Why Turicreate? :  By this time you all should be guessing that why am I choosing turicreate for data visualization when there is Pandas which is very much ease to use. So I will highlight some points in which turicreate is better than pandas :

  1. Pandas is an in-memory data structure. This means you can usually not store data frames bigger than the main memory (eg. RAM) on your machine whereas SFrame is an out-of-core data structure. This means you can virtually store any size dataframe as long as you do not run out of both disk space(eg. Hard Drives) and memory(eg. RAM).
  2. In turicreate you can make use of the built-in visualization feature to visualize your data but in case of pandas you need to use other tools for data visualization(such as matplotlib, seaborn, etc).

So let’s get started with the actual content : 

Before visualizing the data we first need to install the required libraries :

pip install turicreate

So, we now have our complete setup. So let’s get started by importing the dataset.

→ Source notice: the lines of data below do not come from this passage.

//! Offset and snippet helpers shared by both detectors
//!
//! All offsets here are character offsets (Unicode scalar values), not byte
//! offsets, so they line up with what the page locator counts.

/// Characters of context kept on each side of a match
pub const CONTEXT_RADIUS: usize = 200;

/// Convert a byte index into `text` to a character offset
pub fn char_offset(text: &str, byte_index: usize) -> usize {
    text[..byte_index].chars().count()
}

/// Byte index of the `char_index`-th character, clamped to the end of `text`
pub fn byte_index(text: &str, char_index: usize) -> usize {
    text.char_indices()
        .nth(char_index)
        .map(|(idx, _)| idx)
        .unwrap_or(text.len())
}

/// First `max_chars` characters of `text`
pub fn truncate_chars(text: &str, max_chars: usize) -> &str {
    &text[..byte_index(text, max_chars)]
}

/// Character offset of the first exact occurrence of `needle`
pub fn first_occurrence(text: &str, needle: &str) -> Option<usize> {
    text.find(needle).map(|idx| char_offset(text, idx))
}

/// Character offset of the first case-insensitive occurrence of `needle`
pub fn first_occurrence_ignore_case(text: &str, needle: &str) -> Option<usize> {
    let haystack = text.to_lowercase();
    let needle = needle.to_lowercase();
    haystack
        .find(&needle)
        .map(|idx| char_offset(&haystack, idx))
}

/// Window of up to [`CONTEXT_RADIUS`] characters either side of a match,
/// trimmed of surrounding whitespace.
pub fn extract_context(text: &str, start: usize, match_len: usize) -> String {
    let total = text.chars().count();
    let from = start.saturating_sub(CONTEXT_RADIUS);
    let to = (start + match_len + CONTEXT_RADIUS).min(total);

    if from >= to {
        return String::new();
    }

    let begin = byte_index(text, from);
    let end = byte_index(text, to);
    text[begin..end].trim().to_string()
}

#[cfg(test)]
mod tests {
    use super::*;

    #[test]
    fn test_context_is_clamped_to_text() {
        let text = "We sell data.";
        assert_eq!(extract_context(text, 3, 4), "We sell data.");
    }

    #[test]
    fn test_context_window_radius() {
        let text = format!("{}MATCH{}", "a".repeat(300), "b".repeat(300));
        let context = extract_context(&text, 300, 5);
        assert_eq!(context.chars().count(), 405);
        assert!(context.starts_with('a'));
        assert!(context.contains("MATCH"));
    }

    #[test]
    fn test_offsets_count_characters() {
        let text = "Données partagées avec des tiers";
        let offset = first_occurrence(text, "partagées").unwrap();
        assert_eq!(offset, 8);
        assert_eq!(first_occurrence_ignore_case(text, "AVEC"), Some(18));
    }

    #[test]
    fn test_truncate_chars_respects_boundaries() {
        assert_eq!(truncate_chars("héllo", 2), "hé");
        assert_eq!(truncate_chars("abc", 10), "abc");
    }
}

Link to the dataset used in this tutorial : https://www.kaggle.com/c/house-prices-advanced-regression-techniques




# importing turicreate
import turicreate
  
# loading the dataset
training_data = turicreate.SFrame.read_csv("Url of the dataset").
  
# print the first 10 rows of your training data set
training_data.head()


Output :

Output

Now comes the data visualization part : 

Bar Plot :




# for data plotting
training_data['OverallCond'].plot(title = "Overall Condition of the house"
                                  xlabel = "Rating"
                                  ylabel = "No. of Houses")


Output : 

Output for Bar Plot

Scatter Plot :




# for scatter plot
turicreate.visualization.scatter(training_data["OverallCond"], 
                                 training_data["SalePrice"], 
                                 xlabel = "Overall Condition"
                                 ylabel = "Sale Price")


Output :

Output for Scatter Plot

Heatmap :




# for heatmap
turicreate.visualization.heatmap(training_data["OverallCond"], 
                                 training_data["SalePrice"], 
                                 xlabel = "Overall Condition"
                                 ylabel = "Sale Price")


Output :

Output for Heatmap

Categorical Heatmap :




# for categorical heatmap
turicreate.visualization.categorical_heatmap(training_data["Street"], 
                                             training_data["LotShape"], 
                                             xlabel = "Street"
                                             ylabel = "Lot Shape")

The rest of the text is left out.